Je suivais toute pensive le chemin de Bouchyr, ma main laissait flotter les rênes sur le cou de ma monture, quand Marcel a poussé un cri de joie. Entre deux sommets séparés par une gorge profonde, apparaît une immense plaine ensoleillée; à l'horizon un trait bleu foncé sépare le ciel des sables d'or. Cette ligne bleue, c'est le golfe Persique! c'est la mer! Cette mer est le chemin qui nous relie à la France.
Les splendeurs d'Ispahan, les rayonnements d'une nuit d'été, les cyprès de Chiraz, les palmiers du Fars, les vieux palais achéménides, ne m'ont jamais causé émotion comparable à celle que produit sur moi cette bande d'azur.
Comment dirai-je le bonheur que sa vue me fait éprouver? Depuis le mois de mars j'ai fait à cheval quatre-vingt-onze étapes et près de quatre mille kilomètres à travers un pays sans routes, dans une contrée dépourvue de tout confortable.
Excepté dans les grandes villes, j'ai eu pour tout logis de pauvres caravansérails ou des gîtes bien pires encore! Dieu soit loué! il nous a conduits durant huit mois par de bien difficiles sentiers, des glaciers du Caucase jusque sous le ciel des tropiques, des plaines désolées aux oasis de palmiers, mais il nous amène enfin au port.
Marcel n'est pas moins joyeux que moi, et tous deux hâtons si bien la marche de nos montures, que, trois heures après l'avoir aperçu pour la première fois, nous atteignons enfin le beau village d'Aharam.

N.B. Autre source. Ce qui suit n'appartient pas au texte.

/// Scrapes partitions and detail pages over one shared HTTP session.
///
/// The session (client plus login cookies) is established once in
/// [`HttpSourceConnector::connect`] and released when the connector drops.
pub struct HttpSourceConnector {
    client: Client,
    base_url: Url,
    listing_path: String,
    detail_suffix: String,
    page_limit: usize,
    selectors: CompiledSelectors,
    last_updated: Regex,
}

impl HttpSourceConnector {
    /// Build a connector without logging in.
    pub fn new(config: &Config) -> Result<Self> {
        Ok(Self {
            client: create_async_client(&config.crawler)?,
            base_url: Url::parse(&config.source.base_url)?,
            listing_path: config.source.listing_path.clone(),
            detail_suffix: config.source.selectors.detail_suffix.clone(),
            page_limit: config.crawler.page_limit(),
            selectors: CompiledSelectors::compile(&config.source.selectors)?,
            last_updated: Regex::new(r"Last updated on ([A-Za-z]+ \d{1,2}, \d{4})")?,
        })
    }

    /// Build a connector and log in when a login path is configured.
    pub async fn connect(config: &Config) -> Result<Self> {
        let connector = Self::new(config)?;
        let Some(login_path) = &config.source.login_path else {
            return Ok(connector);
        };

        let username = std::env::var(&config.source.username_env).map_err(|_| {
            AppError::config(format!("{} is not set", config.source.username_env))
        })?;
        let password = std::env::var(&config.source.password_env).map_err(|_| {
            AppError::config(format!("{} is not set", config.source.password_env))
        })?;
        connector.login(login_path, &username, &password).await?;
        Ok(connector)
    }

    /// Post the login form; the session cookie stays in the client.
    async fn login(&self, login_path: &str, username: &str, password: &str) -> Result<()> {
        let login_url = self.base_url.join(login_path)?;
        let response = self
            .client
            .post(login_url.clone())
            .form(&[("email", username), ("password", password)])
            .send()
            .await?;
        if !response.status().is_success() {
            return Err(AppError::source(
                "login",
                format!("{} returned HTTP {}", login_url, response.status()),
            ));
        }
        log::info!("Logged in to {}", self.base_url);
        Ok(())
    }

    fn listing_url(&self, partition: &Partition, page: usize) -> std::result::Result<Url, FetchError> {
        let path = self
            .listing_path
            .replace("{partition}", &partition.key)
            .replace("{page}", &page.to_string());
        self.base_url
            .join(&path)
            .map_err(|e| FetchError::Malformed(format!("bad listing url: {e}")))
    }

    /// Detail page for a record URL, ignoring query and known tab suffixes.
    fn detail_url(&self, source_url: &str) -> String {
        let base = source_url.split(['?', '#']).next().unwrap_or(source_url);
        let base = base.trim_end_matches('/');
        let base = ["/details", "/attributes"]
            .iter()
            .find_map(|suffix| base.strip_suffix(suffix))
            .unwrap_or(base);
        format!("{}{}", base.trim_end_matches('/'), self.detail_suffix)
    }

    async fn get_text(&self, url: &str) -> std::result::Result<String, FetchError> {
        let response = self.client.get(url).send().await?;
        let response = check_status(response)?;
        Ok(response.text().await?)
    }

    /// Parse listing cards from one partition page.
    pub fn parse_listing_page(
        &self,
        html: &str,
        page_url: &Url,
        partition: &Partition,
    ) -> Vec<RawRecord> {
        let document = Html::parse_document(html);
        let sel = &self.selectors;
        let mut records = Vec::new();

        for card in document.select(&sel.card) {
            let Some(title_elem) = card.select(&sel.title).next() else {
                continue;
            };
            let title = collapse_whitespace(&title_elem.text().collect::<String>());
            let href = title_elem.value().attr("href").unwrap_or("").trim();
            if href.is_empty() {
                log::debug!("Skipping card without link: {title}");
                continue;
            }

            let image_url = card
                .select(&sel.image)
                .next()
                .and_then(|img| img.value().attr("src"))
                .map(|src| resolve_url(page_url, src))
                .unwrap_or_default();

            let street_address = card
                .select(&sel.address)
                .next()
                .map(|el| element_lines(&el))
                .unwrap_or_default();

            records.push(RawRecord {
                source_url: resolve_url(page_url, href),
                title,
                street_address,
                city: String::new(),
                region_code: partition.key.clone(),
                postal_code: String::new(),
                image_url,
                raw_attribute_labels: self.checked_labels(&card),
            });
        }
        records
    }

    /// Parse the secondary fields of a detail page.
    pub fn parse_detail_page(&self, html: &str) -> DetailFields {
        let document = Html::parse_document(html);
        let root = document.root_element();

        let description = document
            .select(&self.selectors.description)
            .map(|el| el.text().collect::<String>().trim().to_string())
            .find(|text| text.len() > MIN_DESCRIPTION_LEN)
            .unwrap_or_default();

        let page_text = root.text().collect::<Vec<_>>().join(" ");
        let source_last_modified = self
            .last_updated
            .captures(&page_text)
            .and_then(|caps| parse_marker_date(&caps[1]));

        DetailFields {
            price_primary: self.field_value(&root, PRICE_PRIMARY),
            price_secondary: self.field_value(&root, PRICE_SECONDARY),
            second_occupant_fee: self.field_value(&root, SECOND_OCCUPANT),
            description,
            raw_attribute_labels: self.checked_labels(&root),
            source_last_modified,
        }
    }

    /// Text of every checked attribute checkbox under `scope`.
    fn checked_labels(&self, scope: &ElementRef) -> Vec<String> {
        let sel = &self.selectors;
        scope
            .select(&sel.attribute_label)
            .filter(|label| label.select(&sel.attribute_checked).next().is_some())
            .filter_map(|label| label.select(&sel.attribute_text).next())
            .map(|text| collapse_whitespace(&text.text().collect::<String>()))
            .filter(|text| !text.is_empty())
            .collect()
    }

    /// Value of the first input whose label contains one of `needles`.
    fn field_value(&self, scope: &ElementRef, needles: &[&str]) -> String {
        scope
            .select(&self.selectors.field_label)
            .find(|label| {
                let text = label.text().collect::<String>().to_lowercase();
                needles.iter().any(|n| text.contains(n))
            })
            .and_then(|label| label.select(&self.selectors.field_input).next())
            .and_then(|input| input.value().attr("value"))
            .map(|v| v.trim().to_string())
            .unwrap_or_default()
    }
}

Les golams ont apporté nos bagages dans un balakhanè mis à notre disposition par le ketkhoda, superbe vieillard, dont les traits me rappellent le Darius des bas-reliefs persépolitains.
De mes fenêtres j'aperçois à l'horizon les hautes montagnes que nous venons de franchir, plus près d'Aharam d'immenses forêts de palmiers; à mes pieds s'étend le village de terre égayé par des touffes d'arbres perdues au milieu des maisons. Une population très brune de peau grouille dans les rues et forme, au coin de chaque porte, des groupes aussi vivants que colorés.
Pourquoi faut-il que les sources d'Aharam fournissent un breuvage tellement amer que les indigènes ne puissent eux-mêmes le tolérer, et qu'ils soient contraints de consommer l'eau de pluie recueillie pendant l'hiver, et conservée soit dans des citernes, soit dans des trous à ciel ouvert, au fond desquels elle croupit et se décompose! En goûtant ce liquide, j'ai cru, tant il était saumâtre, que, par erreur, on m'avait apporté le récipient à pétrole. La couleur m'a tranquillisée: le pétrole est blanc, l'eau d'Aharam plus brune qu'une décoction de tabac.
Je me suis procuré à grand'peine un peu de lait, puis, comme nous voyions la provision de citrons doux près de s'épuiser, nous nous sommes résignés à rester à jeun afin de mieux supporter les intolérables douleurs que donne la soif, ou de nous garantir des brûlures pires encore occasionnées par l'eau de citerne.
Soumis à un pareil régime, de malheureux voyageurs morts de fièvre et de fatigue ne se referont pas de sitôt.